* _PROVIDED ENTRIES_

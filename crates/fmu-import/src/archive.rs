//! Package archive extraction.

use std::fs::{self, File};
use std::io;
use std::path::Path;

use crate::error::ArchiveError;

/// Unpacks a package archive into a directory.
pub trait ArchiveExtractor {
    fn extract_all(&self, archive: &Path, destination: &Path) -> Result<(), ArchiveError>;
}

/// Zip extraction with the `zip` crate.
#[derive(Debug, Clone, Copy, Default)]
pub struct ZipExtractor;

impl ArchiveExtractor for ZipExtractor {
    fn extract_all(&self, archive: &Path, destination: &Path) -> Result<(), ArchiveError> {
        let file = File::open(archive).map_err(|source| ArchiveError::Open {
            path: archive.to_path_buf(),
            source,
        })?;
        let corrupt = |e: zip::result::ZipError| ArchiveError::Corrupt {
            path: archive.to_path_buf(),
            detail: e.to_string(),
        };
        let mut zip = zip::ZipArchive::new(file).map_err(corrupt)?;

        for index in 0..zip.len() {
            let mut entry = zip.by_index(index).map_err(corrupt)?;
            let Some(relative) = entry.enclosed_name() else {
                return Err(ArchiveError::UnsafeEntry {
                    name: entry.name().to_string(),
                });
            };
            let target = destination.join(relative);
            let write_error = |source| ArchiveError::Write {
                path: target.clone(),
                source,
            };

            if entry.is_dir() {
                fs::create_dir_all(&target).map_err(write_error)?;
                continue;
            }
            if let Some(parent) = target.parent() {
                fs::create_dir_all(parent).map_err(write_error)?;
            }
            let mut out = File::create(&target).map_err(write_error)?;
            io::copy(&mut entry, &mut out).map_err(write_error)?;
        }

        tracing::debug!(
            archive = %archive.display(),
            destination = %destination.display(),
            entries = zip.len(),
            "extracted archive"
        );
        Ok(())
    }
}
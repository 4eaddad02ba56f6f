//! Content hashes of package archives.
//!
//! Extracted packages are cached under the SHA-256 of the archive bytes, so
//! re-importing an unchanged package reuses the earlier extraction.

use std::fs::File;
use std::io;
use std::path::Path;

use sha2::{Digest, Sha256};

/// A SHA-256 hex digest.
#[derive(Debug, Clone, PartialEq, Eq, Hash, PartialOrd, Ord)]
pub struct ContentHash(String);

impl ContentHash {
    pub fn compute(data: &[u8]) -> Self {
        ContentHash(hex_encode(&Sha256::digest(data)))
    }

    /// Hash a file without reading it into memory.
    pub fn compute_file(path: &Path) -> io::Result<Self> {
        let mut file = File::open(path)?;
        let mut hasher = Sha256::new();
        io::copy(&mut file, &mut hasher)?;
        Ok(ContentHash(hex_encode(&hasher.finalize())))
    }

    /// Accept a 64-character lowercase hex digest.
    pub fn parse(s: &str) -> Option<Self> {
        let valid = s.len() == 64 && s.bytes().all(|b| matches!(b, b'0'..=b'9' | b'a'..=b'f'));
        valid.then(|| ContentHash(s.to_string()))
    }

    pub fn as_str(&self) -> &str {
        &self.0
    }

    /// First twelve characters, for display.
    pub fn short(&self) -> &str {
        &self.0[..12]
    }
}

impl std::fmt::Display for ContentHash {
    fn fmt(&self, f: &mut std::fmt::Formatter<'_>) -> std::fmt::Result {
        f.write_str(&self.0)
    }
}

fn hex_encode(bytes: &[u8]) -> String {
    bytes.iter().map(|b| format!("{b:02x}")).collect()
}
//! `fmu cache` — list and clear extracted packages.

use anyhow::{Context, Result};
use fmu_import::ExtractionCache;

pub fn list(cache: &ExtractionCache) -> Result<()> {
    let entries = cache.list().context("listing the extraction cache")?;
    println!("Extraction cache: {}", cache.root().display());
    if entries.is_empty() {
        println!("  (empty)");
        return Ok(());
    }
    println!();
    for entry in &entries {
        let source = entry
            .source
            .as_ref()
            .map(|p| p.display().to_string())
            .unwrap_or_else(|| "<unknown source>".to_string());
        println!("  {}  {source}", entry.hash.short());
    }
    println!();
    println!("{} extracted package(s)", entries.len());
    Ok(())
}

pub fn clear(cache: &ExtractionCache) -> Result<()> {
    let removed = cache.clear().context("clearing the extraction cache")?;
    println!(
        "Removed {removed} extracted package(s) from {}",
        cache.root().display()
    );
    Ok(())
}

* _GOAL OF THE EXERCISE_
Reproduce the listing in full, exactly, so that no line is missing.

* _RESPONSE FOR THIS EXERCISE_
filename crates/fmu-import/src/archive.rs
//! Package archive extraction.

use std::fs::{self, File};
use std::io;
use std::path::Path;

use crate::error::ArchiveError;

/// Unpacks a package archive into a directory.
pub trait ArchiveExtractor {
    fn extract_all(&self, archive: &Path, destination: &Path) -> Result<(), ArchiveError>;
}

/// Zip extraction with the `zip` crate.
#[derive(Debug, Clone, Copy, Default)]
pub struct ZipExtractor;

impl ArchiveExtractor for ZipExtractor {
    fn extract_all(&self, archive: &Path, destination: &Path) -> Result<(), ArchiveError> {
        let file = File::open(archive).map_err(|source| ArchiveError::Open {
            path: archive.to_path_buf(),
            source,
        })?;
        let corrupt = |e: zip::result::ZipError| ArchiveError::Corrupt {
            path: archive.to_path_buf(),
            detail: e.to_string(),
        };
        let mut zip = zip::ZipArchive::new(file).map_err(corrupt)?;

        for index in 0..zip.len() {
            let mut entry = zip.by_index(index).map_err(corrupt)?;
            let Some(relative) = entry.enclosed_name() else {
                return Err(ArchiveError::UnsafeEntry {
                    name: entry.name().to_string(),
                });
            };
            let target = destination.join(relative);
            let write_error = |source| ArchiveError::Write {
                path: target.clone(),
                source,
            };

            if entry.is_dir() {
                fs::create_dir_all(&target).map_err(write_error)?;
                continue;
            }
            if let Some(parent) = target.parent() {
                fs::create_dir_all(parent).map_err(write_error)?;
            }
            let mut out = File::create(&target).map_err(write_error)?;
            io::copy(&mut entry, &mut out).map_err(write_error)?;
        }

        tracing::debug!(
            archive = %archive.display(),
            destination = %destination.display(),
            entries = zip.len(),
            "extracted archive"
        );
        Ok(())
    }
}
repository 4eaddad02ba56f6f
//! Content hashes of package archives.
//!
//! Extracted packages are cached under the SHA-256 of the archive bytes, so
//! re-importing an unchanged package reuses the earlier extraction.

use std::fs::File;
use std::io;
use std::path::Path;

use sha2::{Digest, Sha256};

/// A SHA-256 hex digest.
#[derive(Debug, Clone, PartialEq, Eq, Hash, PartialOrd, Ord)]
pub struct ContentHash(String);

impl ContentHash {
    pub fn compute(data: &[u8]) -> Self {
        ContentHash(hex_encode(&Sha256::digest(data)))
    }

    /// Hash a file without reading it into memory.
    pub fn compute_file(path: &Path) -> io::Result<Self> {
        let mut file = File::open(path)?;
        let mut hasher = Sha256::new();
        io::copy(&mut file, &mut hasher)?;
        Ok(ContentHash(hex_encode(&hasher.finalize())))
    }

    /// Accept a 64-character lowercase hex digest.
    pub fn parse(s: &str) -> Option<Self> {
        let valid = s.len() == 64 && s.bytes().all(|b| matches!(b, b'0'..=b'9' | b'a'..=b'f'));
        valid.then(|| ContentHash(s.to_string()))
    }

    pub fn as_str(&self) -> &str {
        &self.0
    }

    /// First twelve characters, for display.
    pub fn short(&self) -> &str {
        &self.0[..12]
    }
}

impl std::fmt::Display for ContentHash {
    fn fmt(&self, f: &mut std::fmt::Formatter<'_>) -> std::fmt::Result {
        f.write_str(&self.0)
    }
}

fn hex_encode(bytes: &[u8]) -> String {
    bytes.iter().map(|b| format!("{b:02x}")).collect()
}
//! `fmu cache` — list and clear extracted packages.

use anyhow::{Context, Result};
use fmu_import::ExtractionCache;

pub fn list(cache: &ExtractionCache) -> Result<()> {
    let entries = cache.list().context("listing the extraction cache")?;
    println!("Extraction cache: {}", cache.root().display());
    if entries.is_empty() {
        println!("  (empty)");
        return Ok(());
    }
    println!();
    for entry in &entries {
        let source = entry
            .source
            .as_ref()
            .map(|p| p.display().to_string())
            .unwrap_or_else(|| "<unknown source>".to_string());
        println!("  {}  {source}", entry.hash.short());
    }
    println!();
    println!("{} extracted package(s)", entries.len());
    Ok(())
}

pub fn clear(cache: &ExtractionCache) -> Result<()> {
    let removed = cache.clear().context("clearing the extraction cache")?;
    println!(
        "Removed {removed} extracted package(s) from {}",
        cache.root().display()
    );
    Ok(())
}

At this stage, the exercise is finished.